Task brief. Search the data for the word "PoolKey" and copy every line where it occurs.

|---|

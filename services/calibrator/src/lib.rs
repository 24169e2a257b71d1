//! # Calibrator - Constant-Product Pool Rebalancing
//!
//! ## Purpose
//!
//! Moves a Uniswap-V2-style pool onto a target reserve ratio while keeping
//! the liquidity provider's base exposure: withdraw the position (less a
//! configurable base retention), swap once to the target, re-add the base
//! that was taken out, and settle the quote difference with the provider.
//!
//! ## Integration Points
//!
//! - **Input**: an [`AmmAdapter`] for one AMM flavor, a [`PoolKey`], a
//!   [`TargetRatio`] and the calling account
//! - **Output**: a [`Settlement`] with required and returned amounts, the
//!   provider's LP after calibration and the final reserves
//! - **Funding**: the caller, or a configured vault, approves the operator
//!   account for LP and any assets it must supply
//!
//! ## Architecture Role
//!
//! ```text
//! Calibrator::estimate ─┐
//!                       ├─> plan_calibration(snapshot) ─> CalibrationPlan
//! Calibrator::calibrate ┘                                      │
//!        │                                                     │
//!        └──── replay operations, verify, rollback on error <──┘
//! ```
//!
//! Estimation and execution share the pure planner, so an estimate always
//! equals the settlement of a calibration from the same state.

pub mod adapter;
pub mod error;
pub mod logging;
pub mod orchestrator;
pub mod planner;
pub mod settlement;
pub mod simulated;
pub mod vault;

pub use adapter::{AmmAdapter, AmmFlavor, DepositReceipt, TokenLedger};
pub use error::{CalibrationError, ErrorKind, Result};
pub use orchestrator::Calibrator;
pub use planner::plan_calibration;
pub use settlement::{Asset, CalibrationPlan, PoolOperation, Settlement};
pub use simulated::{LedgerState, SimulatedAmm};
pub use vault::{check_funding, VaultConfig};

pub use calibrator_amm::{PoolKey, PoolReserves, RatioSolver, SolverMode, TargetRatio};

|---|

Response to the task.
//! - **Input**: an [`AmmAdapter`] for one AMM flavor, a [`PoolKey`], a
pub use calibrator_amm::{PoolKey, PoolReserves, RatioSolver, SolverMode, TargetRatio};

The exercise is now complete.